Going back to the conversation my son and I had, he told me he felt he had been lately demotivated by a couple of his teachers: Would anyone think a real educator can do that to a student like him?. Can this happen to me??: an educator who has always been trying to see the "good" in every student?. I have to admit not all my dear students were not so good at learning English as a Foreign Language but most of them tried hard, so I appreciated and enhanced every single little step ahead they made!.
I deeply believe that challenging students is not making things too difficult for them to be disappointed or discouraged!
Like many teachers and non teachers around the world, I have watched and read Sir Ken Robinson´s speeches: "Changing Education Paradigms" and books like "Finding Your Element": this is what I have been working on hard all these past twenty something years teaching: English as a Foreign Language, English As A Second Language and even Spanish!.

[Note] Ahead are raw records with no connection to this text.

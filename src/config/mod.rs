//! Configuration module for Site-Harvester
//!
//! This module handles loading, parsing, and validating TOML configuration files.
//! Every section is optional; a missing file section falls back to defaults.
//!
//! # Example
//!
//! ```no_run
//! use site_harvester::config::load_config;
//! use std::path::Path;
//!
//! let config = load_config(Path::new("harvester.toml")).unwrap();
//! println!("Fetch timeout: {}s", config.fetcher.timeout_secs);
//! ```

mod parser;
mod types;
mod validation;

// Re-export types
pub use types::{Config, CrawlerConfig, FetcherConfig, OutputConfig};

// Re-export parser functions
pub use parser::{compute_config_hash, load_config, load_config_with_hash};
pub use validation::{validate, MAX_PAGES_LIMIT};
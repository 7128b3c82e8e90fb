use url::Url;

/// Extracts the host from a URL
///
/// The port is not part of the host, so `example.com:8080` and `example.com`
/// compare equal.
///
/// # Examples
///
/// ```
/// use url::Url;
/// use site_harvester::url::extract_host;
///
/// let url = Url::parse("https://EXAMPLE.COM:8443/path").unwrap();
/// assert_eq!(extract_host(&url), Some("example.com".to_string()));
/// ```
pub fn extract_host(url: &Url) -> Option<String> {
    url.host_str().map(|h| h.to_lowercase())
}

/// Returns true if both URLs carry the same host
///
/// URLs without a host never match anything.
pub fn same_host(a: &Url, b: &Url) -> bool {
    match (extract_host(a), extract_host(b)) {
        (Some(a), Some(b)) => a == b,
        _ => false,
    }
}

I dare my students on a daily basis: there must be something you are good at!, I tell them. Find your Talent!, like Tinkerbell and her Friends: each fairy has an innate talent. This is not only for children and girls: this message is for every human being.

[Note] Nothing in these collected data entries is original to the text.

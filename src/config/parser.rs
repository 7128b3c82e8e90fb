use crate::config::types::Config;
use crate::config::validation::validate;
use crate::ConfigError;
use sha2::{Digest, Sha256};
use std::path::Path;

/// Loads and parses a configuration file from the given path
///
/// # Arguments
///
/// * `path` - Path to the TOML configuration file
///
/// # Returns
///
/// * `Ok(Config)` - Successfully loaded and validated configuration
/// * `Err(ConfigError)` - Failed to load, parse, or validate the configuration
///
/// # Example
///
/// ```no_run
/// use std::path::Path;
/// use site_harvester::config::load_config;
///
/// let config = load_config(Path::new("harvester.toml")).unwrap();
/// println!("Content dir: {}", config.output.content_dir);
/// ```
pub fn load_config(path: &Path) -> Result<Config, ConfigError> {
    let content = std::fs::read_to_string(path)?;
    let config: Config = toml::from_str(&content)?;
    validate(&config)?;
    Ok(config)
}

/// Computes a SHA-256 hash of the configuration file content
///
/// Stored with every crawl run so runs made under different settings can be told apart.
pub fn compute_config_hash(path: &Path) -> Result<String, ConfigError> {
    let content = std::fs::read(path)?;
    Ok(hex::encode(Sha256::digest(&content)))
}

/// Loads a configuration and returns both the config and its hash
pub fn load_config_with_hash(path: &Path) -> Result<(Config, String), ConfigError> {
    let config = load_config(path)?;
    let hash = compute_config_hash(path)?;
    Ok((config, hash))
}
//! State module for tracking crawl progress
//!
//! # Components
//!
//! - `CrawlState`: the lifecycle of one crawl run (idle, running, draining, completed)

mod crawl_state;

// Re-export main types
pub use crawl_state::CrawlState;
//! Storage traits and error types
//!
//! This module defines the trait interfaces for the content store and the
//! record store, and their shared error type.

use crate::storage::{ContentKind, ContentRef, PageRecord, RunRecord, RunStatus};
use thiserror::Error;

/// Errors that can occur during storage operations
///
/// Every storage error is fatal to the crawl run that hit it.
#[derive(Debug, Error)]
pub enum StorageError {
    #[error("Failed to write {path}: {source}")]
    Write {
        path: String,
        source: std::io::Error,
    },

    #[error("Run not found: {0}")]
    RunNotFound(i64),

    #[error("Corrupt record: {0}")]
    Corrupt(String),

    #[error("IO error: {0}")]
    Io(#[from] std::io::Error),

    #[error("SQLite error: {0}")]
    Sqlite(#[from] rusqlite::Error),
}

/// Result type for storage operations
pub type StorageResult<T> = Result<T, StorageError>;

/// Write-once, content-addressed blob storage
///
/// Implementations must be idempotent: storing identical bytes twice yields the
/// same [`ContentRef`] and performs at most one physical write.
pub trait ContentStore: Send + Sync {
    /// Stores a payload and returns its content handle
    fn put(&self, bytes: &[u8], kind: ContentKind) -> StorageResult<ContentRef>;

    /// Returns true if the handle already exists in the backing area
    fn contains(&self, content_ref: &ContentRef) -> StorageResult<bool>;
}

/// Durable record persistence for crawl runs and their pages
pub trait RecordStore {
    // ===== Run Management =====

    /// Creates a new crawl run and returns its ID
    fn create_run(&mut self, seed_url: &str, max_pages: u32, config_hash: &str)
        -> StorageResult<i64>;

    /// Marks a run as finished with its final status and page count
    fn complete_run(
        &mut self,
        run_id: i64,
        status: RunStatus,
        pages_visited: u64,
    ) -> StorageResult<()>;

    /// Gets a run by ID
    fn get_run(&self, run_id: i64) -> StorageResult<RunRecord>;

    // ===== Page Management =====

    /// Persists a page together with all of its images
    ///
    /// The page and its images are committed atomically. Returns the durable
    /// identifier assigned to the page.
    fn persist_page(&mut self, run_id: i64, page: &PageRecord) -> StorageResult<i64>;

    /// Gets all pages of a run in persistence order
    fn pages_for_run(&self, run_id: i64) -> StorageResult<Vec<PageRecord>>;

    // ===== Statistics =====

    /// Counts all persisted pages
    fn count_pages(&self) -> StorageResult<u64>;

    /// Counts all persisted images
    fn count_images(&self) -> StorageResult<u64>;

    /// Counts all recorded runs
    fn count_runs(&self) -> StorageResult<u64>;
}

Each individual is unique, and this uniqueness is what makes them rich and valuable.
Not finding what you really like and can do may lead you to live your life imprisoned in yourself.

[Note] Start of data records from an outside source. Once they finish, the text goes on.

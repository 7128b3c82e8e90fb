//! Database schema definitions
//!
//! This module contains all SQL schema definitions for the Site-Harvester database.

/// SQL schema for the database
pub const SCHEMA_SQL: &str = r#"
-- Track crawl runs
CREATE TABLE IF NOT EXISTS runs (
    id INTEGER PRIMARY KEY AUTOINCREMENT,
    seed_url TEXT NOT NULL,
    max_pages INTEGER NOT NULL,
    config_hash TEXT NOT NULL,
    status TEXT NOT NULL,
    started_at TEXT NOT NULL,
    finished_at TEXT,
    pages_visited INTEGER NOT NULL DEFAULT 0
);

-- One row per successfully crawled page
CREATE TABLE IF NOT EXISTS pages (
    id INTEGER PRIMARY KEY AUTOINCREMENT,
    run_id INTEGER NOT NULL REFERENCES runs(id),
    url TEXT NOT NULL,
    text_file TEXT NOT NULL,
    created_at TEXT NOT NULL
);

CREATE INDEX IF NOT EXISTS idx_pages_run ON pages(run_id);
CREATE INDEX IF NOT EXISTS idx_pages_url ON pages(url);

-- Images owned by a page, in document order
CREATE TABLE IF NOT EXISTS images (
    id INTEGER PRIMARY KEY AUTOINCREMENT,
    page_id INTEGER NOT NULL REFERENCES pages(id),
    position INTEGER NOT NULL,
    url TEXT NOT NULL,
    filename TEXT NOT NULL,
    UNIQUE(page_id, position)
);

CREATE INDEX IF NOT EXISTS idx_images_page ON images(page_id);
"#;

/// Initializes the database schema
pub fn initialize_schema(conn: &rusqlite::Connection) -> Result<(), rusqlite::Error> {
    conn.execute_batch(SCHEMA_SQL)?;
    Ok(())
}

As Shelly said in her post, if we do not dare our students enough to pursue their dreams, they run ashore and we lose them. Most children are born curious, eager to learn and experience new things. We have this responsibility to trigger their inner likes and sometimes dislikes, but well ... following dreams is not bad at all, I believe the pursuit fuels my daily life and somebody else´s too. Positive energy is contagious! Spread the word: Follow your dream!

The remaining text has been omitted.